I reached Phnom Penh from Siem Reap, a small Cambodian town by a domestic flight, and at the airport there was Tith Senith waiting for me. Peaceful and undisturbed, he represented all the prominent features of Khmer, the Cambodian race.

For two days, he guided me through every nook and corner of Cambodia and even helped me to film the sights of relevance.

Cambodia is a land of misfortunes, doomed by wars and internal conflicts. Pol Pot, the Communist ruler of Cambodia established his political organization, and with the help of his military troupe- Khmer Rouge, brought to death, thousands of lives.

In fact, Pol Pot was the most inhumane ruler the world ever witnessed, after Hitler and his Nazi army. Just as Hitler took the lives of millions of Jews, Pol Pot murdered about fourteen lakh Cambodians. According to the agencies that conducted studies regarding this, the death toll might even go up to forty lakhs.

It is the manifestation of death that one finds all over Cambodia. Pol Pot’s killing fields and killing chambers can be found even today in the villages and towns, and are now preserved as tourist spots.
343 killing fields were functional in Cambodia. The prisoners were either slain or beaten to death using bamboo poles and were buried together. The skeletons excavated from the killing fields are exhibited in a huge glass box, and this is a terrifying sight.

It was Tith Senith who arranged the trip to all the important sights in and around Phoom Penh, and explained to me their historical relevance. It was to the Royal Palace that we first went. I visited the famous Buddhist monastery, the Silver Pagoda, the War memorial, the Monument of Freedom and finally arrived at a notorious building.

It was a killing chamber that functioned during the Pol Pot era. It was once the most famous high school in Phnom Penh.
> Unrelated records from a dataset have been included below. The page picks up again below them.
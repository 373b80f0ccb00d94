//! Transpiler test modules.
//!
//! Tests are organized by category:
//! - `core`: node rendering, predicates, parameters and scoping errors
//! - `dialects`: quoting, placeholders and pagination per dialect
//! - `positions`: value and declaration rendering for every source kind


use crate::ast::SourceNode;

pub(super) fn users() -> SourceNode {
    SourceNode::table("Users", "Users", ["Id", "Name", "Age"]).unwrap()
}

pub(super) fn orders() -> SourceNode {
    SourceNode::table("Orders", "Orders", ["Id", "UserId", "Total"]).unwrap()
}

pub(super) const USERS_SQL: &str =
    "(select [t0].[Id] as [f0],[t0].[Name] as [f1],[t0].[Age] as [f2] from [Users] as [t0]) as [t1]";
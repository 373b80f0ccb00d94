use crate::transpiler::traits::SqlGenerator;

/// ANSI generator: bracket identifiers, `@pN` placeholders, `offset .. fetch next`.
pub struct AnsiGenerator;

impl SqlGenerator for AnsiGenerator {}
pub mod ansi;
pub mod postgres;
pub mod sqlite;
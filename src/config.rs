//! Settings loaded from `treeql.toml`.
//!
//! ```toml
//! [compiler]
//! dialect = "sqlite"
//!
//! [database]
//! url = "sqlite::memory:"
//! ```
//!
//! Both sections are optional. The dialect defaults to ANSI.

use std::fs;
use std::path::Path;

use serde::Deserialize;

use crate::engine::{Database, QueryExecutor};
use crate::error::{TreeqlError, TreeqlResult};
use crate::transpiler::{Dialect, SqlEmitter};

#[derive(Debug, Default, Deserialize)]
#[serde(deny_unknown_fields)]
struct SettingsFile {
    #[serde(default)]
    compiler: CompilerSection,
    database: Option<DatabaseSection>,
}

#[derive(Debug, Default, Deserialize)]
#[serde(deny_unknown_fields)]
struct CompilerSection {
    dialect: Option<String>,
}

#[derive(Debug, Deserialize)]
#[serde(deny_unknown_fields)]
struct DatabaseSection {
    url: String,
}

#[derive(Debug, Clone, Default, PartialEq)]
pub struct Settings {
    dialect: Dialect,
    database_url: Option<String>,
}

impl Settings {
    pub fn new(dialect: Dialect) -> Self {
        Self {
            dialect,
            database_url: None,
        }
    }

    pub fn from_toml_str(content: &str) -> TreeqlResult<Self> {
        let file: SettingsFile =
            toml::from_str(content).map_err(|e| TreeqlError::Config(e.to_string()))?;

        let dialect = match file.compiler.dialect {
            Some(name) => name.parse()?,
            None => Dialect::default(),
        };
        Ok(Self {
            dialect,
            database_url: file.database.map(|db| db.url),
        })
    }

    pub fn load(path: impl AsRef<Path>) -> TreeqlResult<Self> {
        let path = path.as_ref();
        if !path.exists() {
            return Err(TreeqlError::Config(format!(
                "{} not found",
                path.display()
            )));
        }
        let content = fs::read_to_string(path)?;
        Self::from_toml_str(&content)
    }

    pub fn dialect(&self) -> Dialect {
        self.dialect
    }

    pub fn database_url(&self) -> Option<&str> {
        self.database_url.as_deref()
    }

    pub fn emitter(&self) -> SqlEmitter {
        SqlEmitter::new(self.dialect)
    }

    pub fn executor(&self) -> QueryExecutor {
        QueryExecutor::new(self.dialect)
    }

    /// Open a pool on the configured `[database] url`.
    pub async fn connect(&self) -> TreeqlResult<Database> {
        let url = self
            .database_url()
            .ok_or_else(|| TreeqlError::Config("missing [database] url".to_string()))?;
        Database::connect(url, self.dialect).await
    }
}
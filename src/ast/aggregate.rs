use serde::{Deserialize, Serialize};

use crate::ast::{FieldExpr, FieldNode, SourceNode};
use crate::error::{TreeqlError, TreeqlResult};

#[derive(Debug, Clone, Copy, PartialEq, Eq, Serialize, Deserialize)]
pub enum AggregateFunction {
    Average,
    Count,
    Max,
    Min,
    Sum,
    Top,
}

impl AggregateFunction {
    /// Short lowercase name used in materialized column names.
    pub fn label(&self) -> &'static str {
        match self {
            AggregateFunction::Average => "avg",
            AggregateFunction::Count => "count",
            AggregateFunction::Max => "max",
            AggregateFunction::Min => "min",
            AggregateFunction::Sum => "sum",
            AggregateFunction::Top => "top",
        }
    }
}

impl std::fmt::Display for AggregateFunction {
    fn fmt(&self, f: &mut std::fmt::Formatter<'_>) -> std::fmt::Result {
        let name = match self {
            AggregateFunction::Average => "Average",
            AggregateFunction::Count => "Count",
            AggregateFunction::Max => "Max",
            AggregateFunction::Min => "Min",
            AggregateFunction::Sum => "Sum",
            AggregateFunction::Top => "Top",
        };
        write!(f, "{}", name)
    }
}

/// An aggregate function applied to one field of a source.
#[derive(Debug, Clone)]
pub struct AggregateNode {
    source: SourceNode,
    field: FieldNode,
    function: AggregateFunction,
}

impl AggregateNode {
    pub fn new(
        source: &SourceNode,
        field: &FieldNode,
        function: AggregateFunction,
    ) -> TreeqlResult<Self> {
        if !source.fields().contains(field.id()) {
            return Err(TreeqlError::validation(format!(
                "aggregated field '{}' does not belong to the aggregate's {} source",
                field.name(),
                source.kind_name()
            )));
        }
        Ok(Self {
            source: source.clone(),
            field: field.clone(),
            function,
        })
    }

    pub fn source(&self) -> &SourceNode {
        &self.source
    }

    pub fn field(&self) -> &FieldNode {
        &self.field
    }

    pub fn function(&self) -> AggregateFunction {
        self.function
    }

    /// Materialized column name, e.g. `count(Id)`.
    pub fn label(&self) -> String {
        format!("{}({})", self.function.label(), self.field.name())
    }

    /// A select over the aggregate's source projecting only this aggregate.
    pub fn to_select(&self) -> TreeqlResult<SourceNode> {
        self.source.select([self.clone()])
    }
}

/// A select projected to exactly one field, usable as a value.
#[derive(Debug, Clone)]
pub struct ScalarNode {
    select: SourceNode,
    field: FieldNode,
}

impl ScalarNode {
    /// Select one expression of `source`.
    pub fn new(source: &SourceNode, expr: impl Into<FieldExpr>) -> TreeqlResult<Self> {
        let select = source.select([expr.into()])?;
        Self::from_select(&select)
    }

    /// Wrap an existing select. Fails unless it projects exactly one field.
    pub fn from_select(select: &SourceNode) -> TreeqlResult<Self> {
        if select.as_select().is_none() {
            return Err(TreeqlError::validation(format!(
                "a scalar must wrap a select node, got a {} node",
                select.kind_name()
            )));
        }
        if select.fields().len() != 1 {
            return Err(TreeqlError::validation(format!(
                "a scalar select must project exactly one field, got {}",
                select.fields().len()
            )));
        }
        Ok(Self {
            select: select.clone(),
            field: select.field(0)?,
        })
    }

    pub fn select(&self) -> &SourceNode {
        &self.select
    }

    /// The single projected field.
    pub fn field(&self) -> &FieldNode {
        &self.field
    }
}

#[cfg(test)]
mod tests {
    use super::*;

    #[test]
    fn test_aggregate_field_must_belong_to_source() {
        let users = SourceNode::table("Users", "Users", ["Id"]).unwrap();
        let orders = SourceNode::table("Orders", "Orders", ["Id"]).unwrap();
        assert!(AggregateNode::new(&users, &orders.field(0).unwrap(), AggregateFunction::Sum).is_err());
        assert!(AggregateNode::new(&users, &users.field(0).unwrap(), AggregateFunction::Sum).is_ok());
    }

    #[test]
    fn test_scalar_arity() {
        let users = SourceNode::table("Users", "Users", ["Id", "Name"]).unwrap();
        let two = users
            .select([users.field(0).unwrap(), users.field(1).unwrap()])
            .unwrap();
        let err = ScalarNode::from_select(&two).unwrap_err();
        assert!(err.to_string().contains("exactly one field"));

        assert!(ScalarNode::from_select(&users).is_err());

        let one = ScalarNode::new(&users, users.field(1).unwrap()).unwrap();
        assert_eq!(one.field().name(), "Name");
    }

    #[test]
    fn test_aggregate_to_select() {
        let users = SourceNode::table("Users", "Users", ["Age"]).unwrap();
        let max = AggregateNode::new(&users, &users.field(0).unwrap(), AggregateFunction::Max).unwrap();
        let select = max.to_select().unwrap();
        assert_eq!(select.fields().get(0).unwrap().name(), "max(Age)");
        assert_eq!(max.function().to_string(), "Max");
    }
}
The school was closed in 1975 and was transformed into a jail by the Khmer Rouge army. The Khmer Rouge army declared educated people to be anti- nationalists and thus, teachers, doctors, writers, politicians and scholars were imprisoned along with their family in this jail, named S-21.

The soldiers of Pol Pot found a sadistic pleasure in torturing the inmates terribly. Inhumane techniques were employed to kill the prisoners.
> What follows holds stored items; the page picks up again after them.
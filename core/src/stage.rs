//! The **abstraction** for a single pipeline stage.
//!
//! A stage is one external tool invocation. The orchestrator only ever talks
//! to the [`Stage`] trait: it hands over resolved arguments and two live
//! sinks, and receives a [`StageResult`] once the tool is done, timed out or
//! was cancelled. [`shell`] holds the process-backed implementation, the
//! [`registry`] maps configured names to executors.

use std::io::{self, Write};
use std::time::Duration;

use async_trait::async_trait;
use thiserror::Error;
use tokio::time::Instant;
use tokio_util::sync::CancellationToken;

pub mod registry;
pub mod shell;

pub use registry::StageRegistry;
pub use shell::ShellStage;

/// Byte sink a stage streams its output into while it runs.
pub type OutputSink = Box<dyn Write + Send>;

/// Executes one stage invocation.
#[async_trait]
pub trait Stage: Send + Sync {
    /// Name the stage is registered under.
    fn name(&self) -> &str;

    /// Runs the stage to completion.
    ///
    /// Implementations must return promptly once [`StageContext::done`]
    /// resolves, stream output into the task's sinks as it is produced and
    /// always return the complete captured bytes in the result.
    async fn run(&self, ctx: StageContext, task: StageTask) -> StageResult;
}

/// Cancellation and deadline for one invocation.
#[derive(Clone, Debug)]
pub struct StageContext {
    cancel: CancellationToken,
    timeout: Option<Duration>,
    deadline: Option<Instant>,
}

impl StageContext {
    /// `timeout` of `None` means no deadline; the stage still observes
    /// `cancel`.
    pub fn new(cancel: CancellationToken, timeout: Option<Duration>) -> Self {
        Self {
            cancel,
            timeout,
            deadline: timeout.map(|t| Instant::now() + t),
        }
    }

    pub fn timeout(&self) -> Option<Duration> {
        self.timeout
    }

    pub fn is_cancelled(&self) -> bool {
        self.cancel.is_cancelled()
    }

    /// Resolves when the run is cancelled or the deadline passes, returning
    /// the matching failure. Pending forever when neither can happen.
    pub async fn done(&self) -> StageFailure {
        let deadline = async {
            match (self.deadline, self.timeout) {
                (Some(at), Some(timeout)) => {
                    tokio::time::sleep_until(at).await;
                    timeout
                }
                _ => std::future::pending::<Duration>().await,
            }
        };

        tokio::select! {
            biased;
            _ = self.cancel.cancelled() => StageFailure::Cancelled,
            timeout = deadline => StageFailure::TimedOut(timeout),
        }
    }
}

/// Input for one invocation.
pub struct StageTask {
    pub args: Vec<String>,
    pub stdout: Option<OutputSink>,
    pub stderr: Option<OutputSink>,
}

impl StageTask {
    pub fn new(args: Vec<String>) -> Self {
        Self {
            args,
            stdout: None,
            stderr: None,
        }
    }

    pub fn with_sinks(mut self, stdout: OutputSink, stderr: OutputSink) -> Self {
        self.stdout = Some(stdout);
        self.stderr = Some(stderr);
        self
    }
}

#[derive(Debug, Error)]
pub enum StageFailure {
    #[error("spawning {binary}: {source}")]
    Spawn {
        binary: String,
        #[source]
        source: io::Error,
    },

    #[error("exit status {0}")]
    Exit(i32),

    #[error("terminated by signal")]
    Signalled,

    #[error("deadline of {}s exceeded", .0.as_secs())]
    TimedOut(Duration),

    #[error("cancelled")]
    Cancelled,

    #[error("capturing output: {0}")]
    Capture(#[source] io::Error),

    #[error("{0}")]
    Message(String),
}

/// Outcome of exactly one invocation.
#[derive(Debug, Default)]
pub struct StageResult {
    pub stdout: Vec<u8>,
    pub stderr: Vec<u8>,
    pub exit_code: i32,
    pub error: Option<StageFailure>,
}

impl StageResult {
    pub fn success(stdout: impl Into<Vec<u8>>) -> Self {
        Self {
            stdout: stdout.into(),
            ..Self::default()
        }
    }

    pub fn failed(exit_code: i32, error: StageFailure) -> Self {
        Self {
            exit_code,
            error: Some(error),
            ..Self::default()
        }
    }

    pub fn with_stderr(mut self, stderr: impl Into<Vec<u8>>) -> Self {
        self.stderr = stderr.into();
        self
    }

    pub fn is_success(&self) -> bool {
        self.error.is_none() && self.exit_code == 0
    }
}
use std::io;
use std::path::{Path, PathBuf};
use std::thread;

use chainscan_common::config::Config;

use crate::commands::RunArgs;

/// Base directory for results: `--out` if given, else the directory of an
/// existing targets file, else the working directory.
pub fn resolve_output_base(out: Option<&Path>, targets: Option<&str>) -> io::Result<PathBuf> {
    if let Some(out) = out {
        return std::path::absolute(out);
    }
    if let Some(targets) = targets
        && Path::new(targets).is_file()
    {
        let abs: PathBuf = std::path::absolute(targets)?;
        if let Some(parent) = abs.parent() {
            return Ok(parent.to_path_buf());
        }
    }
    std::env::current_dir()
}

/// Only touches `output_dir` when `--out` was given.
pub fn apply_output_override(
    cfg: &mut Config,
    out: Option<&Path>,
    targets: Option<&str>,
) -> io::Result<()> {
    if out.is_none() {
        return Ok(());
    }
    cfg.output_dir = resolve_output_base(out, targets)?;
    Ok(())
}

/// Folds command line flags into the loaded config.
pub fn apply_run_overrides(cfg: &mut Config, args: &RunArgs, debug: bool) -> io::Result<()> {
    apply_output_override(cfg, args.out.as_deref(), args.targets.as_deref())?;

    if args.concurrency > 0 {
        cfg.concurrency = args.concurrency;
    }
    if cfg.concurrency == 0 {
        cfg.concurrency = default_concurrency();
    }
    if let Some(timeout) = args.tool_timeout {
        cfg.tool_timeout_sec = timeout;
    }
    cfg.debug |= debug;
    cfg.verbose |= args.verbose;
    cfg.fail_fast |= args.fail_fast;
    Ok(())
}

fn default_concurrency() -> usize {
    thread::available_parallelism().map_or(1, |n| n.get()) * 2
}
Thousands of prisoners who were brought to the jail were transferred to the killing fields where they were killed brutally and buried. The Khmer Rouge soldiers were particular in taking snaps of the prisoners before killing them. These pictures were kept for the sake of records. Later these photos proved to be valuable historical evidences.
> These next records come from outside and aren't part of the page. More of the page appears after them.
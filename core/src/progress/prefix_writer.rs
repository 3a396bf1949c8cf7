use std::io::{self, Write};
use std::sync::{Arc, Mutex, MutexGuard, PoisonError};

use chrono::Local;

type Prefix = Arc<dyn Fn() -> String + Send + Sync>;

struct Inner<W> {
    sink: W,
    pending: Vec<u8>,
}

/// Reassembles arbitrary chunks into lines and forwards each complete line
/// to the sink as `<prefix><line>\n`.
///
/// Lines end at `\n`, `\r` or `\r\n`. The prefix is evaluated per emitted
/// line. A trailing partial line stays buffered until more data completes
/// it or [`PrefixWriter::finish`] is called. Clones share the same buffer.
pub struct PrefixWriter<W> {
    inner: Arc<Mutex<Inner<W>>>,
    prefix: Prefix,
}

impl<W> Clone for PrefixWriter<W> {
    fn clone(&self) -> Self {
        Self {
            inner: Arc::clone(&self.inner),
            prefix: Arc::clone(&self.prefix),
        }
    }
}

impl<W: Write> PrefixWriter<W> {
    pub fn new<F>(sink: W, prefix: F) -> Self
    where
        F: Fn() -> String + Send + Sync + 'static,
    {
        Self {
            inner: Arc::new(Mutex::new(Inner {
                sink,
                pending: Vec::new(),
            })),
            prefix: Arc::new(prefix),
        }
    }

    /// Emits whatever is buffered (minus trailing line breaks) as a final
    /// line and clears the buffer.
    pub fn finish(&self) -> io::Result<()> {
        let mut inner = self.lock();
        let end: usize = inner
            .pending
            .iter()
            .rposition(|b| *b != b'\n' && *b != b'\r')
            .map_or(0, |pos| pos + 1);

        let rest: Vec<u8> = inner.pending[..end].to_vec();
        inner.pending.clear();
        if rest.is_empty() {
            return Ok(());
        }

        let line = (self.prefix)();
        emit(&mut inner.sink, &line, &rest)?;
        inner.sink.flush()
    }

    fn lock(&self) -> MutexGuard<'_, Inner<W>> {
        self.inner.lock().unwrap_or_else(PoisonError::into_inner)
    }
}

impl<W: Write> Write for PrefixWriter<W> {
    fn write(&mut self, buf: &[u8]) -> io::Result<usize> {
        let mut guard = self.lock();
        let inner: &mut Inner<W> = &mut guard;
        inner.pending.extend_from_slice(buf);

        let mut consumed: usize = 0;
        let mut result: io::Result<()> = Ok(());
        while let Some(offset) = inner.pending[consumed..]
            .iter()
            .position(|b| *b == b'\n' || *b == b'\r')
        {
            let end: usize = consumed + offset;
            let mut next: usize = end + 1;
            if inner.pending[end] == b'\r' && inner.pending.get(next) == Some(&b'\n') {
                next += 1;
            }

            let line: &[u8] = &inner.pending[consumed..end];
            if !line.is_empty() {
                let prefix = (self.prefix)();
                if let Err(e) = emit(&mut inner.sink, &prefix, line)
                    && result.is_ok()
                {
                    result = Err(e);
                }
            }
            consumed = next;
        }
        inner.pending.drain(..consumed);

        result.map(|()| buf.len())
    }

    /// Flushes the sink only; partial lines stay buffered.
    fn flush(&mut self) -> io::Result<()> {
        self.lock().sink.flush()
    }
}

fn emit<W: Write>(sink: &mut W, prefix: &str, line: &[u8]) -> io::Result<()> {
    let mut out: Vec<u8> = Vec::with_capacity(prefix.len() + line.len() + 1);
    out.extend_from_slice(prefix.as_bytes());
    out.extend_from_slice(line);
    out.push(b'\n');
    sink.write_all(&out)
}

/// `HH:MM:SS  apex  tool  stream  ` prefix evaluated at emission time.
pub fn time_prefix(apex: &str, tool: &str, stream: &str) -> impl Fn() -> String + Send + Sync + 'static {
    let apex: String = apex.to_string();
    let tool: String = tool.to_string();
    let stream: String = stream.to_string();
    move || {
        format!(
            "{}  {:<8}  {:<12}  {:<6}  ",
            Local::now().format("%H:%M:%S"),
            apex,
            tool,
            stream
        )
    }
}
pub mod colors;
pub mod logging;
pub mod print;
The S-21 jail, which is also known as Tall Sleng has two big halls, in which these three photos are exhibited in thousands. While I was filming all these, Tith Senith seemed very disturbed. He was wandering among the exhibited photos, staring at certain ones, at times. Tith Senith had already told me that he has been working as a tour guide for almost eight years. From that day he has been bringing tourists to the jail museum.

But his disturbed look confused me. When asked the reason, he narrated a story..... a long one indeed. It was the tragic story of his life.

The story goes thus:

Tith Senith's was a happy family in Cambodia till the military coup under Pol Pot took place in 1975. Along with his parents and siblings, he lived in a remote area of Phnom Penh. Like many other families in Phnom Penh, his family too was scattered by the Khmer Rouge. His parents and elder brothers were taken away as prisoners.

Senith still remembers that they were taken to Tall Sleng. Being a small child Senith was left out by the Khmer Rouge soldiers and was brought up by some kind- hearted people. Even after the Pol Pot era came to an end, his kins never returned. They had all bid good-bye to this world. Senith, eventhough unable to recollect his relatives’ faces goes on searching for them among the pictures of the dead prisoners.
In 1980, after the Khmer Rouge rule came to an end, Senith was sent to an orphanage.
He was educated there and became proficient in English. Later he returned to Phnom Penh and became a tour guide.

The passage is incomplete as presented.